Re:Fragmentation (Score:5, Informative)
ARM uses some 0.1-1.0W, MIPS uses 10-20W for slower clock speeds.
Not anymore, by far. Forget about MIPS as in Silicon Graphics workstations ages ago. Now MIPS is an embedded IP provider, very similar to ARM. And they do have low power cores quite similar to ARM. Who is on top in mW/MHz changes over time, but MIPS do have some competitive offers.

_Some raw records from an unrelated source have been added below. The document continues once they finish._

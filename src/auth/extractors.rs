use axum::{
    async_trait,
    extract::{FromRef, FromRequestParts},
    http::request::Parts,
};
use tracing::warn;

use super::dto::{Claims, JwtKeys};
use crate::{error::ApiError, ledger::Role};

/// Any caller holding a valid bearer token.
pub struct AuthUser(pub Claims);

#[async_trait]
impl<S> FromRequestParts<S> for AuthUser
where
    S: Send + Sync,
    JwtKeys: FromRef<S>,
{
    type Rejection = ApiError;

    async fn from_request_parts(parts: &mut Parts, state: &S) -> Result<Self, Self::Rejection> {
        let auth = parts
            .headers
            .get(axum::http::header::AUTHORIZATION)
            .and_then(|h| h.to_str().ok())
            .ok_or_else(|| ApiError::Unauthorized("authentication token required".into()))?;

        // Expect "Bearer <token>"
        let token = auth
            .strip_prefix("Bearer ")
            .or_else(|| auth.strip_prefix("bearer "))
            .ok_or_else(|| ApiError::Unauthorized("invalid authorization scheme".into()))?;

        let keys = JwtKeys::from_ref(state);
        match keys.validate(token.trim()) {
            Some(claims) => Ok(AuthUser(claims)),
            None => {
                warn!("invalid or expired token");
                Err(ApiError::Unauthorized("invalid or expired token".into()))
            }
        }
    }
}

/// A valid token whose role is `admin`.
pub struct AdminUser(pub Claims);

#[async_trait]
impl<S> FromRequestParts<S> for AdminUser
where
    S: Send + Sync,
    JwtKeys: FromRef<S>,
{
    type Rejection = ApiError;

    async fn from_request_parts(parts: &mut Parts, state: &S) -> Result<Self, Self::Rejection> {
        let AuthUser(claims) = AuthUser::from_request_parts(parts, state).await?;
        if claims.role != Role::Admin {
            warn!(username = %claims.username, "admin role required");
            return Err(ApiError::Forbidden(
                "access denied: administrator role required".into(),
            ));
        }
        Ok(AdminUser(claims))
    }
}
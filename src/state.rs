use std::sync::Arc;

use tracing::info;

use crate::config::{AppConfig, LedgerBackend};
use crate::ledger::{LedgerStore, MemoryLedger, PgLedger};

#[derive(Clone)]
pub struct AppState {
    pub ledger: Arc<dyn LedgerStore>,
    pub config: Arc<AppConfig>,
}

impl AppState {
    pub async fn init() -> anyhow::Result<Self> {
        let config = Arc::new(AppConfig::from_env()?);

        let ledger = match (config.backend, config.database_url.as_deref()) {
            (LedgerBackend::Postgres, Some(url)) => {
                let pg = PgLedger::connect(url, config.max_connections).await?;
                pg.initialize().await?;
                info!("using postgres ledger");
                Arc::new(pg) as Arc<dyn LedgerStore>
            }
            (LedgerBackend::Postgres, None) => {
                anyhow::bail!("DATABASE_URL is required when LEDGER_BACKEND=postgres")
            }
            (LedgerBackend::Memory, _) => {
                info!("using in-memory ledger; data is lost on exit");
                Arc::new(MemoryLedger::new()) as Arc<dyn LedgerStore>
            }
        };

        Ok(Self::from_parts(ledger, config))
    }

    pub fn from_parts(ledger: Arc<dyn LedgerStore>, config: Arc<AppConfig>) -> Self {
        Self { ledger, config }
    }

    /// Memory-backed state with a fixed test signing key.
    #[cfg(test)]
    pub fn fake() -> Self {
        use crate::config::{JwtConfig, SeedConfig, DEFAULT_TOKEN_TTL_MINUTES};

        let config = Arc::new(AppConfig {
            backend: LedgerBackend::Memory,
            database_url: None,
            max_connections: 1,
            jwt: JwtConfig {
                secret: "test".into(),
                issuer: "test-issuer".into(),
                audience: "test-aud".into(),
                ttl_minutes: DEFAULT_TOKEN_TTL_MINUTES,
            },
            seed: SeedConfig {
                default_users: false,
                admin_password: "admin123".into(),
                teacher_password: "teacher123".into(),
                demo_data: false,
            },
        });

        Self::from_parts(Arc::new(MemoryLedger::new()), config)
    }
}
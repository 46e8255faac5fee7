mod app;
mod auth;
mod config;
mod courses;
mod error;
mod export;
mod grades;
mod ledger;
mod response;
mod seed;
mod state;
mod stats;
mod students;

#[tokio::main]
async fn main() -> anyhow::Result<()> {
    dotenvy::dotenv().ok();

    let env_filter = std::env::var("RUST_LOG")
        .unwrap_or_else(|_| "gradebook=debug,axum=info,tower_http=info".to_string());
    let json_logs = std::env::var("LOG_FORMAT")
        .map(|v| v == "json")
        .unwrap_or(false);

    if json_logs {
        tracing_subscriber::fmt()
            .with_env_filter(env_filter)
            .with_target(false)
            .json()
            .init();
    } else {
        tracing_subscriber::fmt().with_env_filter(env_filter).init();
    }

    let app_state = state::AppState::init().await?;
    seed::run(app_state.ledger.as_ref(), &app_state.config.seed).await?;

    let app = app::build_app(app_state.clone());
    app::serve(app, app_state).await
}
//! # lineconf demo application
//!
//! Reads a config file into a typed struct and prints the result. It exists
//! to try out the file format and error messages by hand.
//!
//! ## Running
//!
//! ```sh
//! cargo run --example lineconf_demo --features regex -- demos/lineconf_demo/demo.conf
//! ```
//!
//! Without an argument the demo looks for `lineconf-demo.conf` with
//! [`lineconf::find_config`] (`$XDG_CONFIG`, `~/.lineconf-demo.conf`, `/etc`,
//! ..., the working directory).
//!
//! ## Features demonstrated
//!
//! | Feature | Where |
//! |---------|-------|
//! | Built-in types, plural keys | `port`, `order`, `host` |
//! | Plug-in handler | `match` uses `lineconf::handlers::regex` |
//! | Per-field callback | `address` is resolved with a DNS lookup |
//! | `source` | `demo.conf` includes `extra.conf` |

mod config;

use std::net::ToSocketAddrs;
use std::path::PathBuf;
use std::process::ExitCode;

use lineconf::Handlers;

use config::DemoConfig;

const CONFIG_NAME: &str = "lineconf-demo.conf";

fn main() -> ExitCode {
    let Some(path) = std::env::args()
        .nth(1)
        .map(PathBuf::from)
        .or_else(|| lineconf::find_config(CONFIG_NAME))
    else {
        eprintln!("no config file given and no {CONFIG_NAME} found");
        return ExitCode::FAILURE;
    };

    lineconf::handlers::regex::register();

    let mut config = DemoConfig::default();
    let handlers = Handlers::new().on("Address", |config: &mut DemoConfig, line: &[String]| {
        let host = line.join(" ");
        let addr = (host.as_str(), 0)
            .to_socket_addrs()?
            .next()
            .ok_or_else(|| format!("{host} has no addresses"))?;
        config.address = Some(addr.ip());
        Ok(())
    });

    if let Err(err) = lineconf::parse(&mut config, &path, handlers) {
        eprintln!("Error parsing config: {err}");
        return ExitCode::FAILURE;
    }

    println!("{config:#?}");
    ExitCode::SUCCESS
}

Now what ARM has for it is that it became the defacto architecture for mobile (nobody got fired to chose ARM and all that), and it has much more resources than MIPS. So ARM has a more extensive IP offer, and can work on process optimization too. By this I mean that where MIPS will provide a soft core in RTL, ARM can also provide hard macros optimized for some fab process. And even if you want to go soft core and optimize yourself, ARM can provide a ready to use optimization package to get you started.
ARM has fixed-width single-decode instructions; MIPS has three types of instructions of variable width.
No, they're actually very similar: their native instruction size is 32 bits, but both support a 16 bits instruction mode which is in its second generation in each case (Thumb2 for ARM, can't remember the MIPS name... Maybe MIPSe?).
MIPS is slow. You may as well put an Intel CELERON in there if you go MIPS.
Why the comparison with a discrete chip? MIPS do no sell discrete chips anymore, it's all IP. Then in IP they have offer that are performance competitive with the same class ARM. I'd give the edge in the high end to ARM though, thanks to their close work with the fab to optimize their implementation.
Re:Incidentally... (Score:4, Informative)
So the high end may be tough for MIPS. But in the medium end, where price is critical and performance less so, they can be an interesting choice.